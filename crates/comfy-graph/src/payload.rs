//! The flattened, backend-ready representation of a workflow document.

use std::collections::BTreeMap;

use serde::{Deserialize, Serialize};
use serde_json::Value;
use serde_with::skip_serializing_none;

use crate::document::DocumentError;

/// A reference to another node's output.
#[derive(Clone, Debug, PartialEq, Serialize, Deserialize)]
#[serde(from = "(String, u32)")]
#[serde(into = "(String, u32)")]
pub struct NodeConnection {
    /// The node id of the node providing the input.
    pub node_id: String,
    /// The index of the output from the node providing the input.
    pub output_index: u32,
}

impl From<(String, u32)> for NodeConnection {
    fn from((node_id, output_index): (String, u32)) -> Self {
        Self {
            node_id,
            output_index,
        }
    }
}

impl From<NodeConnection> for (String, u32) {
    fn from(
        NodeConnection {
            node_id,
            output_index,
        }: NodeConnection,
    ) -> Self {
        (node_id, output_index)
    }
}

/// One entry in a payload node's `inputs` map: either a connection reference
/// or a literal widget value.
#[derive(Clone, Debug, PartialEq, Serialize, Deserialize)]
#[serde(untagged)]
pub enum PayloadInput {
    Connection(NodeConnection),
    Value(Value),
}

impl PayloadInput {
    pub fn value(&self) -> Option<&Value> {
        match self {
            PayloadInput::Connection(_) => None,
            PayloadInput::Value(value) => Some(value),
        }
    }

    pub fn connection(&self) -> Option<&NodeConnection> {
        match self {
            PayloadInput::Connection(connection) => Some(connection),
            PayloadInput::Value(_) => None,
        }
    }
}

#[derive(Clone, Debug, PartialEq, Serialize, Deserialize)]
pub struct NodeMeta {
    pub title: String,
}

/// One node in the execution payload.
#[skip_serializing_none]
#[derive(Clone, Debug, PartialEq, Serialize, Deserialize)]
pub struct PayloadNode {
    pub class_type: String,
    #[serde(rename = "_meta")]
    pub meta: Option<NodeMeta>,
    #[serde(default)]
    pub inputs: BTreeMap<String, PayloadInput>,
}

/// The flat `{nodeId: {class_type, inputs}}` structure the backend accepts.
/// Built fresh from a workflow document and never mutated in place.
#[derive(Clone, Debug, Default, PartialEq, Serialize, Deserialize)]
#[serde(transparent)]
pub struct ExecutionPayload {
    pub nodes: BTreeMap<String, PayloadNode>,
}

impl ExecutionPayload {
    /// Accepts a document that is already in the flat API format. The
    /// original tooling passed such documents through untouched; this is
    /// the typed equivalent.
    pub fn from_value(value: Value) -> Result<Self, DocumentError> {
        if !value.is_object() {
            return Err(DocumentError::NotAnObject);
        }
        Ok(serde_json::from_value(value)?)
    }

    pub fn get(&self, node_id: &str) -> Option<&PayloadNode> {
        self.nodes.get(node_id)
    }

    pub fn len(&self) -> usize {
        self.nodes.len()
    }

    pub fn is_empty(&self) -> bool {
        self.nodes.is_empty()
    }
}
-----
_WHAT IS REQUIRED_
Please give every entry again, precisely as it appears.

_WRITTEN RESPONSE_
filename crates/comfy-graph/src/payload.rs
//! The flattened, backend-ready representation of a workflow document.

use std::collections::BTreeMap;

use serde::{Deserialize, Serialize};
use serde_json::Value;
use serde_with::skip_serializing_none;

use crate::document::DocumentError;

/// A reference to another node's output.
#[derive(Clone, Debug, PartialEq, Serialize, Deserialize)]
#[serde(from = "(String, u32)")]
#[serde(into = "(String, u32)")]
pub struct NodeConnection {
    /// The node id of the node providing the input.
    pub node_id: String,
    /// The index of the output from the node providing the input.
    pub output_index: u32,
}

impl From<(String, u32)> for NodeConnection {
    fn from((node_id, output_index): (String, u32)) -> Self {
        Self {
            node_id,
            output_index,
        }
    }
}

impl From<NodeConnection> for (String, u32) {
    fn from(
        NodeConnection {
            node_id,
            output_index,
        }: NodeConnection,
    ) -> Self {
        (node_id, output_index)
    }
}

/// One entry in a payload node's `inputs` map: either a connection reference
/// or a literal widget value.
#[derive(Clone, Debug, PartialEq, Serialize, Deserialize)]
#[serde(untagged)]
pub enum PayloadInput {
    Connection(NodeConnection),
    Value(Value),
}

impl PayloadInput {
    pub fn value(&self) -> Option<&Value> {
        match self {
            PayloadInput::Connection(_) => None,
            PayloadInput::Value(value) => Some(value),
        }
    }

    pub fn connection(&self) -> Option<&NodeConnection> {
        match self {
            PayloadInput::Connection(connection) => Some(connection),
            PayloadInput::Value(_) => None,
        }
    }
}

#[derive(Clone, Debug, PartialEq, Serialize, Deserialize)]
pub struct NodeMeta {
    pub title: String,
}

/// One node in the execution payload.
#[skip_serializing_none]
#[derive(Clone, Debug, PartialEq, Serialize, Deserialize)]
pub struct PayloadNode {
    pub class_type: String,
    #[serde(rename = "_meta")]
    pub meta: Option<NodeMeta>,
    #[serde(default)]
    pub inputs: BTreeMap<String, PayloadInput>,
}

/// The flat `{nodeId: {class_type, inputs}}` structure the backend accepts.
/// Built fresh from a workflow document and never mutated in place.
#[derive(Clone, Debug, Default, PartialEq, Serialize, Deserialize)]
#[serde(transparent)]
pub struct ExecutionPayload {
    pub nodes: BTreeMap<String, PayloadNode>,
}

impl ExecutionPayload {
    /// Accepts a document that is already in the flat API format. The
    /// original tooling passed such documents through untouched; this is
    /// the typed equivalent.
    pub fn from_value(value: Value) -> Result<Self, DocumentError> {
        if !value.is_object() {
            return Err(DocumentError::NotAnObject);
        }
        Ok(serde_json::from_value(value)?)
    }

    pub fn get(&self, node_id: &str) -> Option<&PayloadNode> {
        self.nodes.get(node_id)
    }

    pub fn len(&self) -> usize {
        self.nodes.len()
    }

    pub fn is_empty(&self) -> bool {
        self.nodes.is_empty()
    }
}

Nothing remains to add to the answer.